In conclusion, the results from these pilot experiments demonstrate that a single dose of iclaprim can reduce the incidence of septic arthritis and decrease mortality among animals infected with S. aureus .
Funding information
This study was sponsored by Motif BioSciences, Inc.
Conflicts of interest
D. B. H. and S. N. are employed by and have stock ownership in Motif BioSciences, Inc. C. G. G. has received funds from numerous pharmaceutical companies for research and consultancy on antimicrobial compounds.
Ethical statement
This research involved animals and was performed under approved IACUC protocols.
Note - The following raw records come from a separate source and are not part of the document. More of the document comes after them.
#[cfg(test)]
mod tests {
    use super::*;
    use filetime::{FileTime, set_file_mtime};
    use std::time::Duration;
    use tempfile::TempDir;

    fn age_tree(path: &Path, days: u64) {
        let when =
            FileTime::from_system_time(SystemTime::now() - Duration::from_secs(days * 86_400));
        let mut stack = vec![path.to_path_buf()];
        while let Some(p) = stack.pop() {
            if p.is_dir() {
                for entry in fs::read_dir(&p).unwrap().flatten() {
                    stack.push(entry.path());
                }
            }
            set_file_mtime(&p, when).unwrap();
        }
    }

    fn trace(scanner: &DependencyScanner, config: &ScanConfig) -> Vec<(PathBuf, WalkDecision)> {
        let mut visits = Vec::new();
        scanner.scan_with(config, |v| visits.push((v.path.to_path_buf(), v.decision)));
        visits
    }

    fn decision_for(visits: &[(PathBuf, WalkDecision)], path: &Path) -> Option<WalkDecision> {
        visits.iter().find(|(p, _)| p == path).map(|(_, d)| *d)
    }

    #[test]
    fn relative_depth_counts_separators() {
        let root = Path::new("/r");
        assert_eq!(relative_depth(root, Path::new("/r")), 0);
        assert_eq!(relative_depth(root, Path::new("/r/a")), 0);
        assert_eq!(relative_depth(root, Path::new("/r/a/b")), 1);
        assert_eq!(relative_depth(root, Path::new("/r/a/b/c/d")), 3);
    }

    #[test]
    fn reports_old_node_modules() {
        let tmp = TempDir::new().unwrap();
        let project = tmp.path().join("app");
        fs::create_dir_all(project.join("node_modules").join("lodash")).unwrap();
        fs::write(project.join("package.json"), "{}").unwrap();
        fs::write(
            project.join("node_modules").join("lodash").join("index.js"),
            vec![0u8; 512],
        )
        .unwrap();
        age_tree(&project.join("node_modules"), 45);

        let outcome = DependencyScanner::default().scan(&ScanConfig::new(tmp.path()));
        assert_eq!(outcome.found.len(), 1);
        let dep = &outcome.found[0];
        assert_eq!(dep.ecosystem, "Node.js");
        assert_eq!(dep.project_path, project);
        assert_eq!(dep.dependency_path, project.join("node_modules"));
        assert_eq!(dep.size_bytes, 512);
        assert!((44..=45).contains(&dep.days_since));
        assert_eq!(outcome.total_bytes(), 512);
    }

    #[cfg(unix)]
    #[test]
    fn unreadable_sibling_does_not_abort_the_walk() {
        use std::os::unix::fs::PermissionsExt;

        let tmp = TempDir::new().unwrap();
        let project = tmp.path().join("app");
        fs::create_dir_all(project.join("node_modules").join("pkg")).unwrap();
        fs::write(project.join("package.json"), "{}").unwrap();
        fs::write(project.join("node_modules").join("pkg").join("i.js"), vec![0u8; 128]).unwrap();
        let locked = tmp.path().join("locked");
        fs::create_dir_all(locked.join("inner")).unwrap();
        age_tree(tmp.path(), 60);

        fs::set_permissions(&locked, fs::Permissions::from_mode(0o000)).unwrap();
        // Running as root: permissions are not enforced.
        if fs::read_dir(&locked).is_ok() {
            fs::set_permissions(&locked, fs::Permissions::from_mode(0o755)).unwrap();
            return;
        }

        let outcome = DependencyScanner::default().scan(&ScanConfig::new(tmp.path()));
        fs::set_permissions(&locked, fs::Permissions::from_mode(0o755)).unwrap();

        assert_eq!(outcome.found.len(), 1);
        assert_eq!(outcome.found[0].dependency_path, project.join("node_modules"));
        assert_eq!(outcome.found[0].size_bytes, 128);
        assert_eq!(outcome.stats.unreadable_directories, 1);
        assert!(!outcome.cancelled);
    }

    #[test]
    fn hidden_directories_are_pruned_unless_allowed() {
        let tmp = TempDir::new().unwrap();
        fs::create_dir_all(tmp.path().join(".cache").join("app").join("node_modules")).unwrap();
        fs::create_dir_all(tmp.path().join(".venv")).unwrap();
        age_tree(tmp.path(), 60);

        let scanner = DependencyScanner::default();
        let visits = trace(&scanner, &ScanConfig::new(tmp.path()));

        assert_eq!(
            decision_for(&visits, &tmp.path().join(".cache")),
            Some(WalkDecision::PruneSilent(PruneReason::Hidden))
        );
        assert!(
            !visits
                .iter()
                .any(|(p, _)| p.starts_with(tmp.path().join(".cache").join("app")))
        );
        // .venv is allowed past the hidden rule; no requirements.txt, so it
        // falls through to the skip list.
        assert_eq!(
            decision_for(&visits, &tmp.path().join(".venv")),
            Some(WalkDecision::PruneSilent(PruneReason::SkipListed))
        );
    }

    #[test]
    fn hidden_root_is_still_walked() {
        let tmp = TempDir::new().unwrap();
        let root = tmp.path().join(".projects");
        fs::create_dir_all(root.join("app").join("node_modules")).unwrap();
        age_tree(&root, 60);

        let outcome = DependencyScanner::default().scan(&ScanConfig::new(&root));
        assert_eq!(outcome.found.len(), 1);
    }

    #[test]
    fn depth_limit_prunes_deep_directories() {
        let tmp = TempDir::new().unwrap();
        // depth of a/b/node_modules is 2
        fs::create_dir_all(tmp.path().join("a").join("b").join("node_modules")).unwrap();
        age_tree(tmp.path(), 60);

        let shallow = ScanConfig::new(tmp.path()).with_max_depth(1);
        let scanner = DependencyScanner::default();
        let visits = trace(&scanner, &shallow);
        assert_eq!(
            decision_for(&visits, &tmp.path().join("a").join("b").join("node_modules")),
            Some(WalkDecision::PruneDepth)
        );
        assert!(scanner.scan(&shallow).found.is_empty());

        let deep = ScanConfig::new(tmp.path()).with_max_depth(2);
        assert_eq!(scanner.scan(&deep).found.len(), 1);
    }

    #[test]
    fn max_depth_zero_still_sees_direct_children() {
        let tmp = TempDir::new().unwrap();
        fs::create_dir_all(tmp.path().join("node_modules")).unwrap();
        fs::create_dir_all(tmp.path().join("app").join("node_modules")).unwrap();
        age_tree(tmp.path(), 60);

        let config = ScanConfig::new(tmp.path()).with_max_depth(0);
        let outcome = DependencyScanner::default().scan(&config);
        let paths: Vec<_> = outcome.found.iter().map(|f| f.dependency_path.clone()).collect();
        assert_eq!(paths, vec![tmp.path().join("node_modules")]);
    }

    #[test]
    fn rejected_match_prunes_subtree() {
        let tmp = TempDir::new().unwrap();
        let nm = tmp.path().join("app").join("node_modules");
        let nested = nm.join("pkg").join("node_modules");
        fs::create_dir_all(&nested).unwrap();
        fs::write(nm.join("pkg").join("index.js"), b"x").unwrap();
        // Outer tree is fresh: rejected by recency.
        let scanner = DependencyScanner::default();
        let visits = trace(&scanner, &ScanConfig::new(tmp.path()));

        assert_eq!(
            decision_for(&visits, &nm),
            Some(WalkDecision::MatchRejected(RejectReason::TooRecent))
        );
        assert!(!visits.iter().any(|(p, _)| p.starts_with(&nm) && p != &nm));
    }

    #[test]
    fn skip_listed_names_are_not_descended() {
        let tmp = TempDir::new().unwrap();
        fs::create_dir_all(tmp.path().join(".git").join("objects")).unwrap();
        fs::create_dir_all(tmp.path().join("vendor").join("lib").join("node_modules")).unwrap();
        age_tree(tmp.path(), 60);

        let scanner = DependencyScanner::default();
        let visits = trace(&scanner, &ScanConfig::new(tmp.path()));
        assert_eq!(
            decision_for(&visits, &tmp.path().join("vendor")),
            Some(WalkDecision::PruneSilent(PruneReason::SkipListed))
        );
        assert!(scanner.scan(&ScanConfig::new(tmp.path())).found.is_empty());
    }

    #[test]
    fn custom_policy_controls_pruning() {
        let tmp = TempDir::new().unwrap();
        fs::create_dir_all(tmp.path().join("vendor").join("lib").join("node_modules")).unwrap();
        age_tree(tmp.path(), 60);

        let scanner =
            DependencyScanner::new(EcosystemRuleTable::builtin(), WalkPolicy::new(vec![], vec![]));
        let outcome = scanner.scan(&ScanConfig::new(tmp.path()));
        assert_eq!(outcome.found.len(), 1);
        assert_eq!(
            outcome.found[0].dependency_path,
            tmp.path().join("vendor").join("lib").join("node_modules")
        );
    }

    #[test]
    fn results_follow_lexical_discovery_order() {
        let tmp = TempDir::new().unwrap();
        for name in ["zeta", "alpha", "mid"] {
            fs::create_dir_all(tmp.path().join(name).join("node_modules")).unwrap();
        }
        age_tree(tmp.path(), 60);

        let outcome = DependencyScanner::default().scan(&ScanConfig::new(tmp.path()));
        let projects: Vec<_> = outcome
            .found
            .iter()
            .map(|f| f.project_path.file_name().unwrap().to_string_lossy().to_string())
            .collect();
        assert_eq!(projects, vec!["alpha", "mid", "zeta"]);
    }

    #[test]
    fn missing_root_yields_empty_outcome() {
        let outcome = DependencyScanner::default()
            .scan(&ScanConfig::new("/definitely/does/not/exist/dc"));
        assert!(outcome.found.is_empty());
        assert_eq!(outcome.stats.directories_visited, 0);
    }

    #[test]
    fn cancelled_token_stops_before_first_visit() {
        let tmp = TempDir::new().unwrap();
        fs::create_dir_all(tmp.path().join("app").join("node_modules")).unwrap();
        age_tree(tmp.path(), 60);

        let token = CancellationToken::new();
        token.cancel();
        let outcome = DependencyScanner::default()
            .with_cancellation(token)
            .scan(&ScanConfig::new(tmp.path()));
        assert!(outcome.cancelled);
        assert!(outcome.found.is_empty());
        assert_eq!(outcome.stats.directories_visited, 0);
    }

    #[test]
    fn cancellation_mid_walk_keeps_earlier_results() {
        let tmp = TempDir::new().unwrap();
        for name in ["a", "b", "c"] {
            fs::create_dir_all(tmp.path().join(name).join("node_modules")).unwrap();
        }
        age_tree(tmp.path(), 60);

        let token = CancellationToken::new();
        let scanner = DependencyScanner::default().with_cancellation(token.clone());
        let outcome = scanner.scan_with(&ScanConfig::new(tmp.path()), |v| {
            if v.decision == WalkDecision::MatchAccepted {
                token.cancel();
            }
        });
        assert!(outcome.cancelled);
        assert_eq!(outcome.found.len(), 1);
        assert_eq!(outcome.found[0].project_path, tmp.path().join("a"));
    }

    #[test]
    fn stats_count_decisions() {
        let tmp = TempDir::new().unwrap();
        fs::create_dir_all(tmp.path().join("old").join("node_modules")).unwrap();
        fs::create_dir_all(tmp.path().join(".hidden")).unwrap();
        age_tree(tmp.path(), 60);
        fs::create_dir_all(tmp.path().join("fresh").join("node_modules")).unwrap();

        let outcome = DependencyScanner::default().scan(&ScanConfig::new(tmp.path()));
        assert_eq!(outcome.stats.matches_accepted, 1);
        assert_eq!(outcome.stats.rejected_too_recent, 1);
        assert_eq!(outcome.stats.pruned_silent, 1);
        // root, .hidden, fresh, fresh/node_modules, old, old/node_modules
        assert_eq!(outcome.stats.directories_visited, 6);
    }

    #[cfg(unix)]
    #[test]
    fn symlinked_directories_are_not_followed() {
        let tmp = TempDir::new().unwrap();
        let real = tmp.path().join("real");
        let root = tmp.path().join("root");
        fs::create_dir_all(real.join("node_modules")).unwrap();
        fs::create_dir_all(&root).unwrap();
        std::os::unix::fs::symlink(&real, root.join("link")).unwrap();
        age_tree(&real, 60);

        let outcome = DependencyScanner::default().scan(&ScanConfig::new(&root));
        assert!(outcome.found.is_empty());
    }
}
//! Structured activity logging: JSONL writer plus the event model.

pub mod activity;
pub mod jsonl;
#![forbid(unsafe_code)]

//! depclean: find stale dependency directories (`node_modules`, `target`,
//! `venv`, `vendor`, ...) under a root and optionally delete them.
//!
//! A scan is a single depth-first walk. Each directory is classified against
//! an ordered ecosystem rule table; a match is then gated on recency and size
//! and is terminal for its subtree whatever the verdict.
//!
//! # Library usage
//!
//! ```rust,no_run
//! use depclean::prelude::*;
//!
//! let scanner = DependencyScanner::default();
//! let outcome = scanner.scan(&ScanConfig::new("/home/me/code").with_recency_days(60));
//! for dep in &outcome.found {
//!     println!("{} {}", dep.ecosystem, dep.dependency_path.display());
//! }
//! ```

pub mod prelude;

pub mod core;
pub mod logger;
pub mod scanner;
All procedures in this research were in compliance with the Protection of Animals Act including the Animal Welfare Act, the National Institutes of Health Guide for the Care and Use of Laboratory Animals (NIH Publications No. 8023, revised 1978) and the Office of Laboratory Animal Welfare.
Footnotes
Abbreviations: ANOVA, analysis of variance; BHI, brain heart infusion; c.f.u., colony forming units; FDA, Food and Drug Administration; kg, kilogram; mg, milligram; MIC, minimal inhibitory concentration; ml, milliliter; MRSA, methicillin-resistant Staphylococus aureus; NIH, National Institutes of Health; OD, optical density; TSA, trypicase soy agar.